The Numbers We Refuse to See
"Every man carries two deserts. One under the sun. One under his skull. The one outside only kills you once. The one inside kills you every day."
I sat at the kitchen table of our modest country home, the wood stove ticking in the corner as it cooled. My wife and daughter were asleep. The house was quiet in the way only rural nights can be.
And on the mantle above the stove sat the small wooden box that holds the remains of our stillborn daughter.
A weight that never leaves.
A reminder that every child is a universe.
Maybe that is why the numbers hit me harder than they should have.
Because I know what a single child is worth.
Because I have held death in my hands.
Because I know what it means to lose someone who never had a chance to speak.
So I sat there with the spreadsheets open, pencil notes in the margins, the hum of the stove the only sound in the room.
Global wars and political mass killings since 1861.
One hundred ninety million dead.
One million one hundred seventy-three thousand per year.
That number includes the Holocaust, the six million Jews who were targeted and slaughtered with industrial precision, along with millions of others the Nazis condemned.
We built museums to that horror.
We teach it in schools.
We vow “never again.”
We mark remembrance days across the world.
As we should.
Then I put another column beside it.
Not war.
Not genocide.
Not invasion or trench fire or gas chambers.
Just abortion.
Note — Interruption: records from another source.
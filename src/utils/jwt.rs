use std::collections::HashSet;

use crate::routes::auth::claims::SessionClaims;
use jsonwebtoken::{
    decode, encode, errors::Error, Algorithm, DecodingKey, EncodingKey, Header, TokenData,
    Validation,
};
use thiserror::Error;

/// Minimum acceptable size for the session secret in bytes.
pub const MIN_SESSION_SECRET_LENGTH: usize = 32;
/// Minimum number of unique bytes expected for the session secret to avoid trivially guessable values.
const MIN_UNIQUE_SECRET_BYTES: usize = 8;

#[derive(Debug, Error, PartialEq, Eq)]
pub enum SessionSecretError {
    #[error("SESSION_SECRET must be at least {required} bytes, but {actual} bytes were provided")]
    TooShort { actual: usize, required: usize },
    #[error(
        "SESSION_SECRET must contain sufficient entropy (at least {required} unique bytes); only {actual} unique bytes found"
    )]
    LowEntropy { actual: usize, required: usize },
}

#[derive(Clone)]
pub struct SessionKeys {
    encoding: EncodingKey,
    decoding: DecodingKey,
}

impl std::fmt::Debug for SessionKeys {
    fn fmt(&self, f: &mut std::fmt::Formatter<'_>) -> std::fmt::Result {
        f.debug_struct("SessionKeys").finish_non_exhaustive()
    }
}

impl SessionKeys {
    pub fn from_secret(secret: impl AsRef<[u8]>) -> Result<Self, SessionSecretError> {
        let bytes = secret.as_ref();
        validate_secret(bytes)?;

        Ok(Self {
            encoding: EncodingKey::from_secret(bytes),
            decoding: DecodingKey::from_secret(bytes),
        })
    }

    pub fn encoding_key(&self) -> &EncodingKey {
        &self.encoding
    }

    pub fn decoding_key(&self) -> &DecodingKey {
        &self.decoding
    }
}

fn validate_secret(secret: &[u8]) -> Result<(), SessionSecretError> {
    if secret.len() < MIN_SESSION_SECRET_LENGTH {
        return Err(SessionSecretError::TooShort {
            actual: secret.len(),
            required: MIN_SESSION_SECRET_LENGTH,
        });
    }

    let unique = secret.iter().copied().collect::<HashSet<_>>().len();
    if unique < MIN_UNIQUE_SECRET_BYTES {
        return Err(SessionSecretError::LowEntropy {
            actual: unique,
            required: MIN_UNIQUE_SECRET_BYTES,
        });
    }

    Ok(())
}

pub fn create_jwt(claims: &SessionClaims, keys: &SessionKeys) -> Result<String, Error> {
    encode(&Header::default(), claims, keys.encoding_key())
}

pub fn decode_jwt(token: &str, keys: &SessionKeys) -> Result<TokenData<SessionClaims>, Error> {
    let mut validation = Validation::new(Algorithm::HS256);
    validation.validate_exp = true;
    validation.leeway = 0;
    decode::<SessionClaims>(token, keys.decoding_key(), &validation)
}

#[cfg(test)]
pub(crate) fn test_keys() -> SessionKeys {
    SessionKeys::from_secret("0123456789abcdef0123456789abcdef").expect("valid test secret")
}
use axum::{
    extract::{OriginalUri, Query, State},
    response::{IntoResponse, Response},
};
use axum_extra::extract::cookie::CookieJar;
use tracing::{error, info, warn};

use crate::{
    db::settings_repository::BindOutcome,
    models::settings::CLOUD_PROVIDER,
    responses::{found, JsonResponse},
    services::oauth::cloud::{
        errors::CloudAuthError,
        models::CloudCallback,
        service::{auth_server_url, TokenRequest},
    },
    session::SessionContext,
    state::AppState,
};

pub const FORBIDDEN_PATH: &str = "/forbidden";
pub const ROOT_INDEX_PATH: &str = "/";
const CLOUD_HOME_SUFFIX: &str = "/auth/callback/cloud_home";

#[derive(Debug)]
pub enum LoginOutcome {
    Authorized {
        session: SessionContext,
        redirect_to: String,
    },
    /// The instance is bound to another cloud user; nothing was persisted.
    Forbidden,
}

/// Runs the authorization-code flow for one callback hit. `request_path` is
/// the path the provider redirected to; it is echoed back as `redirect_uri`.
pub async fn complete_cloud_login(
    state: &AppState,
    code: &str,
    request_path: &str,
) -> Result<LoginOutcome, CloudAuthError> {
    let settings = state.settings.load().await?;
    let login = settings.cloud_login()?;
    let instance = settings.instance_metadata()?;

    let redirect_uri = format!("https://{}{}", login.public_hostname, request_path);
    let tokens = state
        .cloud_oauth
        .exchange_code_for_token(TokenRequest {
            server_host: &login.server_host,
            client_id: &login.client_id,
            client_secret: &login.client_secret,
            code,
            redirect_uri: &redirect_uri,
        })
        .await?;

    let user = state
        .cloud_oauth
        .fetch_user_info(&login.server_host, &tokens.access_token)
        .await?;

    match state
        .settings
        .bind_cloud_account(&user.name, &tokens)
        .await?
    {
        BindOutcome::Bound => {}
        BindOutcome::UsernameMismatch { previous } => {
            warn!(
                previous_username = %previous,
                new_username = %user.name,
                "Cloud login rejected: instance is bound to another user"
            );
            return Ok(LoginOutcome::Forbidden);
        }
    }

    if let Err(e) = state
        .cloud_oauth
        .register_instance(&login.server_host, &tokens.access_token, &instance)
        .await
    {
        warn!(error = %e, instance_id = %instance.instance_id, "Cloud instance registration failed");
    }

    let mut session = SessionContext::new();
    session.set_username(user.name.clone());
    session.set_auth_provider(CLOUD_PROVIDER);
    session.set_permanent(true);

    let redirect_to = if request_path.ends_with(CLOUD_HOME_SUFFIX) {
        auth_server_url(&state.config.auth_server_scheme, &login.server_host, "")
    } else {
        ROOT_INDEX_PATH.to_string()
    };

    info!(username = %user.name, "Cloud login completed");
    Ok(LoginOutcome::Authorized {
        session,
        redirect_to,
    })
}

/// Handles both `/auth/callback` and `/auth/callback/cloud_home`.
pub async fn cloud_callback(
    State(state): State<AppState>,
    OriginalUri(uri): OriginalUri,
    jar: CookieJar,
    Query(params): Query<CloudCallback>,
) -> Response {
    match complete_cloud_login(&state, &params.code, uri.path()).await {
        Ok(LoginOutcome::Authorized {
            session,
            redirect_to,
        }) => match session.commit(
            jar,
            &state.session_keys,
            state.config.session_cookie_secure,
        ) {
            Ok(jar) => (jar, found(&redirect_to)).into_response(),
            Err(e) => {
                error!(error = %e, "Failed to create session");
                JsonResponse::server_error("Failed to create session").into_response()
            }
        },
        Ok(LoginOutcome::Forbidden) => found(FORBIDDEN_PATH),
        Err(e) => {
            error!(error = %e, path = %uri.path(), "Cloud login failed");
            JsonResponse::server_error("Cloud login failed").into_response()
        }
    }
}
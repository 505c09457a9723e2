pub mod file_settings_repository;
pub mod memory_settings_repository;
pub mod settings_repository;
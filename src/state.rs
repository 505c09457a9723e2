use crate::config::Config;
use crate::db::settings_repository::SettingsRepository;
use crate::services::oauth::cloud::service::CloudOAuthService;
use crate::utils::jwt::SessionKeys;
use std::sync::Arc;

#[derive(Clone)]
pub struct AppState {
    pub settings: Arc<dyn SettingsRepository>,
    pub cloud_oauth: Arc<dyn CloudOAuthService>,
    pub session_keys: Arc<SessionKeys>,
    pub config: Arc<Config>,
}
use async_trait::async_trait;

use crate::models::settings::{AppSettings, SettingsError, CLOUD_PROVIDER};
use crate::services::oauth::cloud::models::TokenSet;

#[derive(Debug, Clone, PartialEq, Eq)]
pub enum BindOutcome {
    Bound,
    UsernameMismatch { previous: String },
}

#[async_trait]
pub trait SettingsRepository: Send + Sync {
    /// Current settings, read at call time.
    async fn load(&self) -> Result<AppSettings, SettingsError>;

    /// Binds the cloud account to this instance. The username check and the
    /// write happen under one lock; on mismatch nothing is written.
    async fn bind_cloud_account(
        &self,
        username: &str,
        tokens: &TokenSet,
    ) -> Result<BindOutcome, SettingsError>;
}

pub(crate) fn apply_cloud_binding(
    settings: &mut AppSettings,
    username: &str,
    tokens: &TokenSet,
) -> BindOutcome {
    if let Some(previous) = settings.auth.oauth.username.as_deref() {
        if previous != username {
            return BindOutcome::UsernameMismatch {
                previous: previous.to_string(),
            };
        }
    }

    settings.auth.provider = Some(CLOUD_PROVIDER.to_string());
    settings.auth.oauth.username = Some(username.to_string());
    settings.auth.oauth.tokens = Some(tokens.clone());
    BindOutcome::Bound
}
Just the U.S.
U.S. abortions since 1973.
Sixty-three million dead in fifty years.
A rate higher per year than the global war death rate since the U.S. Civil War.
Then I widened the lens.
Global deaths from abortion each year.
Over sixty million babies.
Per year.
And this is where the arithmetic turns sickening.
A single year of global abortion kills as many humans as global wars and genocides kill in sixty-two years.
One decade of global abortion kills more human beings than the Holocaust, Stalin’s purges, Mao’s famine, the Rwandan genocide, World War I, World War II, the Korean War, the Vietnam War, and every civil war on earth combined, from 1861 to now.
But there are no monuments.
No remembrance days.
No museums.
No national mourning.
No candlelight vigils.
No one stands on a stage and says, “Never again.”
Instead, we get slogans.
We get euphemisms.
We get policy debates.
We get moral fog.
We are a civilization that mourns the dead when it is politically convenient and shrugs at the dead when they are inconvenient.
The Holocaust is taught in every school in America, as it should be.
But try finding a single public school curriculum that teaches the number of abortions committed since 1973.
Try finding a memorial garden for the unborn in any major city.
Try finding a museum of the sixty million whose ashes are not collected in urns but in medical waste bins.
I have walked through the Holocaust Museum in Washington.
I have stood in silence before the shoes of murdered children.
I have read the letters of mothers and fathers who watched their families disappear.
And then I have walked into my own living room.
I have looked at the mantle.
I have seen the small wooden box containing what is left of my second daughter.
A child who never breathed air, yet whose absence tears at my chest every day.
Her death was a tragedy.
Her life mattered.
Her absence is a wound.
So when the world tells me that millions of other children are disposable, invisible, forgettable, irrelevant, that their deaths are not worth a whisper much less a memorial, the numbers take on a darker meaning.
They reveal something rotten in the soul of our time.
A selective compassion.
A blindness we choose.
A moral cowardice we dress in political language.
We build museums for the murdered children of past horrors, and we should.
But we build nothing for the murdered children of our own age.
We cannot look at them.
Not because they are not human, but because we know they are.
And if we admitted that, we would have to admit what we have done.
What we are doing.
What the numbers expose with brutal, unrelenting clarity.
Global abortion is the great unspoken slaughter of modern history.
The desert of the twentieth century was external, filled with camps and trenches.
The desert of the twenty-first is internal, hidden behind clinic walls and polite language.
But the dead do not care about euphemisms.
The arithmetic does not care about politics.
And the soul does not stay quiet forever.
The desert outside kills the body once.
The desert inside kills the conscience every day.
And there will come a time when the world is forced to look at what it tried so hard not to see.